Recorded data —
┄┄┄┄┄┄┄┄┄┄

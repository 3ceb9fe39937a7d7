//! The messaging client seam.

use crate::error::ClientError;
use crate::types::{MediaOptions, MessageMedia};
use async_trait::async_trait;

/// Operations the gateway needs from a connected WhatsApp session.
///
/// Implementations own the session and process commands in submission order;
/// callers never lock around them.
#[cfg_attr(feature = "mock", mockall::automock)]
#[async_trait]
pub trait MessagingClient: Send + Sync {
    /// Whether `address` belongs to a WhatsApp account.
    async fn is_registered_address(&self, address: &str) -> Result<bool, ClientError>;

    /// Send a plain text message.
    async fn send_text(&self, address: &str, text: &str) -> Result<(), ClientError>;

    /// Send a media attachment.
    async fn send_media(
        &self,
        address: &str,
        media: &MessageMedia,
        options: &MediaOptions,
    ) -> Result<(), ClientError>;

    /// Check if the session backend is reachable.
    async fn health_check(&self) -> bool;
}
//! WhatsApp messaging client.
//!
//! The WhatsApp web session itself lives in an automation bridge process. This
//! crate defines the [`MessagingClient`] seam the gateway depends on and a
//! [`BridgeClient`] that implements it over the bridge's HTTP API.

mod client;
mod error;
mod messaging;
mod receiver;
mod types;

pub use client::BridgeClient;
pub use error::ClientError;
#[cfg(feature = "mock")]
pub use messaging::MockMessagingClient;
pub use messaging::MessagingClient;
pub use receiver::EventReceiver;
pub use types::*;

┄┄┄┄┄┄┄┄┄┄

The task — In the entries above, take the line containing "use async_trait::async_trait;" and each later line through the last, and repeat them exactly. Output nothing else.

Answer for the task —
use async_trait::async_trait;

/// Operations the gateway needs from a connected WhatsApp session.
///
/// Implementations own the session and process commands in submission order;
/// callers never lock around them.
#[cfg_attr(feature = "mock", mockall::automock)]
#[async_trait]
pub trait MessagingClient: Send + Sync {
    /// Whether `address` belongs to a WhatsApp account.
    async fn is_registered_address(&self, address: &str) -> Result<bool, ClientError>;

    /// Send a plain text message.
    async fn send_text(&self, address: &str, text: &str) -> Result<(), ClientError>;

    /// Send a media attachment.
    async fn send_media(
        &self,
        address: &str,
        media: &MessageMedia,
        options: &MediaOptions,
    ) -> Result<(), ClientError>;

    /// Check if the session backend is reachable.
    async fn health_check(&self) -> bool;
}
//! WhatsApp messaging client.
//!
//! The WhatsApp web session itself lives in an automation bridge process. This
//! crate defines the [`MessagingClient`] seam the gateway depends on and a
//! [`BridgeClient`] that implements it over the bridge's HTTP API.

mod client;
mod error;
mod messaging;
mod receiver;
mod types;

pub use client::BridgeClient;
pub use error::ClientError;
#[cfg(feature = "mock")]
pub use messaging::MockMessagingClient;
pub use messaging::MessagingClient;
pub use receiver::EventReceiver;
pub use types::*;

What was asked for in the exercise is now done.